→ **WORK ORDER**:
Scan the entries below. List each line with "remaining".

→ **SOURCE RECORDS**:
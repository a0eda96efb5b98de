//! [Descriptors](https://docs.oracle.com/javase/specs/jvms/se17/jvms17.pdf)
//!
//! Small string-level utilities over field and method descriptors. The
//! rewriter only needs splitting and slot arithmetic, never a full type
//! model.

/// Splits `(ARGS)RET` into the individual argument descriptors and the
/// return descriptor. `None` when the string is not a method descriptor.
pub fn split_method_descriptor(descriptor: &str) -> Option<(Vec<String>, String)> {
    let rest = descriptor.strip_prefix('(')?;
    let close = rest.find(')')?;
    let (args, ret) = (&rest[..close], &rest[close + 1..]);
    if ret.is_empty() {
        return None;
    }
    let mut parsed = Vec::new();
    let mut remaining = args;
    while !remaining.is_empty() {
        let len = field_descriptor_len(remaining)?;
        parsed.push(remaining[..len].to_string());
        remaining = &remaining[len..];
    }
    Some((parsed, ret.to_string()))
}

fn field_descriptor_len(descriptor: &str) -> Option<usize> {
    let bytes = descriptor.as_bytes();
    let mut at = 0;
    while at < bytes.len() && bytes[at] == b'[' {
        at += 1;
    }
    match bytes.get(at)? {
        b'B' | b'C' | b'D' | b'F' | b'I' | b'J' | b'S' | b'Z' => Some(at + 1),
        b'L' => {
            let end = descriptor[at..].find(';')?;
            Some(at + end + 1)
        }
        _ => None,
    }
}

/// long and double occupy two operand-stack and local-variable slots.
pub fn is_category2(descriptor: &str) -> bool {
    descriptor == "J" || descriptor == "D"
}

pub fn is_primitive(descriptor: &str) -> bool {
    matches!(
        descriptor,
        "B" | "C" | "D" | "F" | "I" | "J" | "S" | "Z"
    )
}

/// Local-variable slots consumed by the arguments of a method
/// descriptor, not counting a receiver.
pub fn arg_slot_count(descriptor: &str) -> Option<usize> {
    let (args, _) = split_method_descriptor(descriptor)?;
    Some(
        args.iter()
            .map(|arg| if is_category2(arg) { 2 } else { 1 })
            .sum(),
    )
}

#[cfg(test)]
mod test {
    use super::*;

    #[test]
    fn splits_mixed_arguments() {
        let (args, ret) =
            split_method_descriptor("(Ljava/lang/Class;Ljava/lang/String;J[IZ)Ljava/lang/Object;")
                .unwrap();
        assert_eq!(
            args,
            vec!["Ljava/lang/Class;", "Ljava/lang/String;", "J", "[I", "Z"]
        );
        assert_eq!(ret, "Ljava/lang/Object;");
    }

    #[test]
    fn slot_count_doubles_category2() {
        assert_eq!(arg_slot_count("(JDI)V"), Some(5));
        assert_eq!(arg_slot_count("()V"), Some(0));
    }

    #[test]
    fn rejects_field_descriptor() {
        assert!(split_method_descriptor("Ljava/lang/Object;").is_none());
    }
}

→ **FINISHED TASK**:
    let mut remaining = args;
    while !remaining.is_empty() {
        let len = field_descriptor_len(remaining)?;
        parsed.push(remaining[..len].to_string());
        remaining = &remaining[len..];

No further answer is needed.